▶ **Work required**
Every line in the listing below from the one with "for allowed_status in" through the one with "let deployment_uuid = match" is to be reproduced exactly, both ends included; leave out the rest.

-=-=-=-=-

#[async_trait]
impl TaskRepository for SqliteTaskRepository {
    async fn create(&self, task: NewTask) -> Result<Task, RepositoryError> {
        let now = Utc::now();
        let verification_log = encode_json(&task.verification_log)?;

        let row: TaskRow = sqlx::query_as(&format!(
            "INSERT INTO tasks
                (uuid, status, tag, verification_log, deployment_uuid, created_at, updated_at)
             VALUES (?, ?, ?, ?, ?, ?, ?)
             RETURNING {TASK_COLUMNS}"
        ))
        .bind(&task.uuid)
        .bind(task.status.as_str())
        .bind(&task.tag)
        .bind(&verification_log)
        .bind(&task.deployment_uuid)
        .bind(now)
        .bind(now)
        .fetch_one(&self.pool)
        .await
        .map_err(|e| match violation(&e) {
            Violation::Unique => RepositoryError::already_exists(EntityKind::Task, &task.uuid),
            Violation::ForeignKey => {
                RepositoryError::not_found(EntityKind::Deployment, &task.deployment_uuid)
            }
            Violation::Other => storage(e),
        })?;

        debug!(uuid = %task.uuid, deployment = %task.deployment_uuid, "Task created");
        row.try_into()
    }

    async fn get(&self, uuid: &str) -> Result<Task, RepositoryError> {
        let mut conn = self.pool.acquire().await.map_err(storage)?;
        fetch_task(&mut conn, uuid).await
    }

    async fn get_detailed(&self, uuid: &str) -> Result<TaskDetailed, RepositoryError> {
        let mut conn = self.pool.acquire().await.map_err(storage)?;
        let task = fetch_task(&mut conn, uuid).await?;
        let results = fetch_results(&mut conn, uuid).await?;
        Ok(TaskDetailed { task, results })
    }

    async fn get_status(&self, uuid: &str) -> Result<TaskStatus, RepositoryError> {
        let mut conn = self.pool.acquire().await.map_err(storage)?;
        let status = current_status(&mut conn, uuid)
            .await?
            .ok_or_else(|| RepositoryError::not_found(EntityKind::Task, uuid))?;
        parse_task_status(&status)
    }

    async fn get_detailed_last(&self) -> Result<Option<TaskDetailed>, RepositoryError> {
        let mut conn = self.pool.acquire().await.map_err(storage)?;
        let row: Option<TaskRow> = sqlx::query_as(&format!(
            "SELECT {TASK_COLUMNS} FROM tasks ORDER BY id DESC LIMIT 1"
        ))
        .fetch_optional(&mut *conn)
        .await
        .map_err(storage)?;

        let Some(row) = row else {
            return Ok(None);
        };
        let task: Task = row.try_into()?;
        let results = fetch_results(&mut conn, &task.uuid).await?;
        Ok(Some(TaskDetailed { task, results }))
    }

    async fn update(&self, uuid: &str, update: TaskUpdate) -> Result<Task, RepositoryError> {
        let mut tx = self.pool.begin().await.map_err(storage)?;
        let mut task = fetch_task(&mut tx, uuid).await?;
        update.apply(&mut task);
        task.updated_at = Utc::now();

        let verification_log = encode_json(&task.verification_log)?;
        sqlx::query(
            "UPDATE tasks SET status = ?, tag = ?, verification_log = ?, updated_at = ? WHERE id = ?",
        )
        .bind(task.status.as_str())
        .bind(&task.tag)
        .bind(&verification_log)
        .bind(task.updated_at)
        .bind(task.id)
        .execute(&mut *tx)
        .await
        .map_err(storage)?;

        tx.commit().await.map_err(storage)?;
        Ok(task)
    }

    async fn update_status(
        &self,
        uuid: &str,
        allowed: &[TaskStatus],
        status: TaskStatus,
    ) -> Result<(), RepositoryError> {
        let mut tx = self.pool.begin().await.map_err(storage)?;

        let mut query: QueryBuilder<'_, Sqlite> = QueryBuilder::new("UPDATE tasks SET status = ");
        query
            .push_bind(status.as_str())
            .push(", updated_at = ")
            .push_bind(Utc::now())
            .push(" WHERE uuid = ")
            .push_bind(uuid);
        if allowed.is_empty() {
            query.push(" AND 0");
        } else {
            query.push(" AND status IN (");
            let mut statuses = query.separated(", ");
            for allowed_status in allowed {
                statuses.push_bind(allowed_status.as_str());
            }
            statuses.push_unseparated(")");
        }

        let result = query.build().execute(&mut *tx).await.map_err(storage)?;
        if result.rows_affected() == 0 {
            let required = allowed
                .iter()
                .map(TaskStatus::as_str)
                .collect::<Vec<_>>()
                .join(" or ");
            return Err(guard_failure(&mut tx, uuid, required).await);
        }

        tx.commit().await.map_err(storage)?;
        debug!(uuid, status = %status, "Task status updated");
        Ok(())
    }

    async fn list(
        &self,
        status: Option<TaskStatus>,
        deployment: Option<&str>,
    ) -> Result<Vec<Task>, RepositoryError> {
        let mut conn = self.pool.acquire().await.map_err(storage)?;

        let deployment_uuid = match deployment {
            Some(deployment) => Some(find_deployment(&mut conn, deployment).await?.uuid),
            None => None,
        };

        let mut query: QueryBuilder<'_, Sqlite> =
            QueryBuilder::new(format!("SELECT {TASK_COLUMNS} FROM tasks WHERE 1 = 1"));
        if let Some(status) = status {
            query.push(" AND status = ").push_bind(status.as_str());
        }
        if let Some(deployment_uuid) = deployment_uuid {
            query.push(" AND deployment_uuid = ").push_bind(deployment_uuid);
        }
        query.push(" ORDER BY id");

        let rows = query
            .build_query_as::<TaskRow>()
            .fetch_all(&mut *conn)
            .await
            .map_err(storage)?;
        collect(rows)
    }

    async fn delete(&self, uuid: &str, status: Option<TaskStatus>) -> Result<(), RepositoryError> {
        let mut tx = self.pool.begin().await.map_err(storage)?;

        sqlx::query("DELETE FROM task_results WHERE task_uuid = ?")
            .bind(uuid)
            .execute(&mut *tx)
            .await
            .map_err(storage)?;

        let mut query: QueryBuilder<'_, Sqlite> =
            QueryBuilder::new("DELETE FROM tasks WHERE uuid = ");
        query.push_bind(uuid);
        if let Some(status) = status {
            query.push(" AND status = ").push_bind(status.as_str());
        }

        let result = query.build().execute(&mut *tx).await.map_err(storage)?;
        if result.rows_affected() == 0 {
            let required = status.map(|s| s.as_str().to_string()).unwrap_or_default();
            // Dropping the transaction restores the result rows.
            return Err(guard_failure(&mut tx, uuid, required).await);
        }

        tx.commit().await.map_err(storage)?;
        debug!(uuid, "Task deleted");
        Ok(())
    }

    async fn create_result(
        &self,
        task_uuid: &str,
        key: Value,
        data: Value,
    ) -> Result<TaskResult, RepositoryError> {
        let now = Utc::now();
        let row: TaskResultRow = sqlx::query_as(&format!(
            "INSERT INTO task_results (task_uuid, key, data, created_at, updated_at)
             VALUES (?, ?, ?, ?, ?)
             RETURNING {TASK_RESULT_COLUMNS}"
        ))
        .bind(task_uuid)
        .bind(encode_json(&key)?)
        .bind(encode_json(&data)?)
        .bind(now)
        .bind(now)
        .fetch_one(&self.pool)
        .await
        .map_err(|e| match violation(&e) {
            Violation::ForeignKey => RepositoryError::not_found(EntityKind::Task, task_uuid),
            _ => storage(e),
        })?;

        row.try_into()
    }

    async fn results(&self, task_uuid: &str) -> Result<Vec<TaskResult>, RepositoryError> {
        let mut conn = self.pool.acquire().await.map_err(storage)?;
        fetch_results(&mut conn, task_uuid).await
    }
}
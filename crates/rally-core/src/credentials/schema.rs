//! Static structural schemas for credential payloads.
//!
//! A schema is a closed table of fields: every key in a payload must be
//! declared, every required key must be present, and every value must be
//! one of the field's accepted JSON types.

use serde_json::{Map, Value};

use super::CredentialsError;

/// A JSON value type accepted by a field.
#[derive(Debug, Clone, Copy, PartialEq, Eq)]
pub enum ValueType {
    String,
    Boolean,
    Null,
}

impl ValueType {
    fn matches(self, value: &Value) -> bool {
        matches!(
            (self, value),
            (Self::String, Value::String(_))
                | (Self::Boolean, Value::Bool(_))
                | (Self::Null, Value::Null)
        )
    }

    const fn as_str(self) -> &'static str {
        match self {
            Self::String => "string",
            Self::Boolean => "boolean",
            Self::Null => "null",
        }
    }
}

/// One declared field of a schema.
#[derive(Debug, Clone, Copy)]
pub struct FieldSpec {
    pub name: &'static str,
    pub types: &'static [ValueType],
    pub required: bool,
}

impl FieldSpec {
    pub const fn required(name: &'static str, types: &'static [ValueType]) -> Self {
        Self {
            name,
            types,
            required: true,
        }
    }

    pub const fn optional(name: &'static str, types: &'static [ValueType]) -> Self {
        Self {
            name,
            types,
            required: false,
        }
    }
}

pub(crate) const STRING: &[ValueType] = &[ValueType::String];
pub(crate) const NULLABLE_STRING: &[ValueType] = &[ValueType::String, ValueType::Null];
pub(crate) const BOOLEAN: &[ValueType] = &[ValueType::Boolean];

/// A named, closed set of fields.
#[derive(Debug, Clone, Copy)]
pub struct CredentialSchema {
    pub kind: &'static str,
    pub fields: &'static [FieldSpec],
}

impl CredentialSchema {
    fn field(&self, name: &str) -> Option<&FieldSpec> {
        self.fields.iter().find(|field| field.name == name)
    }

    /// Check `values` against the schema, collecting every violation.
    pub fn validate(&self, values: &Map<String, Value>) -> Result<(), CredentialsError> {
        let mut violations = Vec::new();

        for field in self.fields.iter().filter(|f| f.required) {
            if !values.contains_key(field.name) {
                violations.push(format!("'{}' is a required property", field.name));
            }
        }

        for (key, value) in values {
            match self.field(key) {
                None => violations.push(format!("additional property '{key}' is not allowed")),
                Some(field) if !field.types.iter().any(|t| t.matches(value)) => {
                    let expected: Vec<&str> = field.types.iter().map(|t| t.as_str()).collect();
                    violations.push(format!(
                        "'{key}' must be of type {}, got {value}",
                        expected.join(" or ")
                    ));
                }
                Some(_) => {}
            }
        }

        if violations.is_empty() {
            Ok(())
        } else {
            tracing::debug!(kind = self.kind, ?violations, "credential payload rejected");
            Err(CredentialsError::SchemaValidation {
                kind: self.kind,
                violations,
            })
        }
    }
}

-=-=-=-=-

▶ **Solution to this problem**
            for allowed_status in allowed {
                statuses.push_bind(allowed_status.as_str());
            }
            statuses.push_unseparated(")");
        }

        let result = query.build().execute(&mut *tx).await.map_err(storage)?;
        if result.rows_affected() == 0 {
            let required = allowed
                .iter()
                .map(TaskStatus::as_str)
                .collect::<Vec<_>>()
                .join(" or ");
            return Err(guard_failure(&mut tx, uuid, required).await);
        }

        tx.commit().await.map_err(storage)?;
        debug!(uuid, status = %status, "Task status updated");
        Ok(())
    }

    async fn list(
        &self,
        status: Option<TaskStatus>,
        deployment: Option<&str>,
    ) -> Result<Vec<Task>, RepositoryError> {
        let mut conn = self.pool.acquire().await.map_err(storage)?;

        let deployment_uuid = match deployment {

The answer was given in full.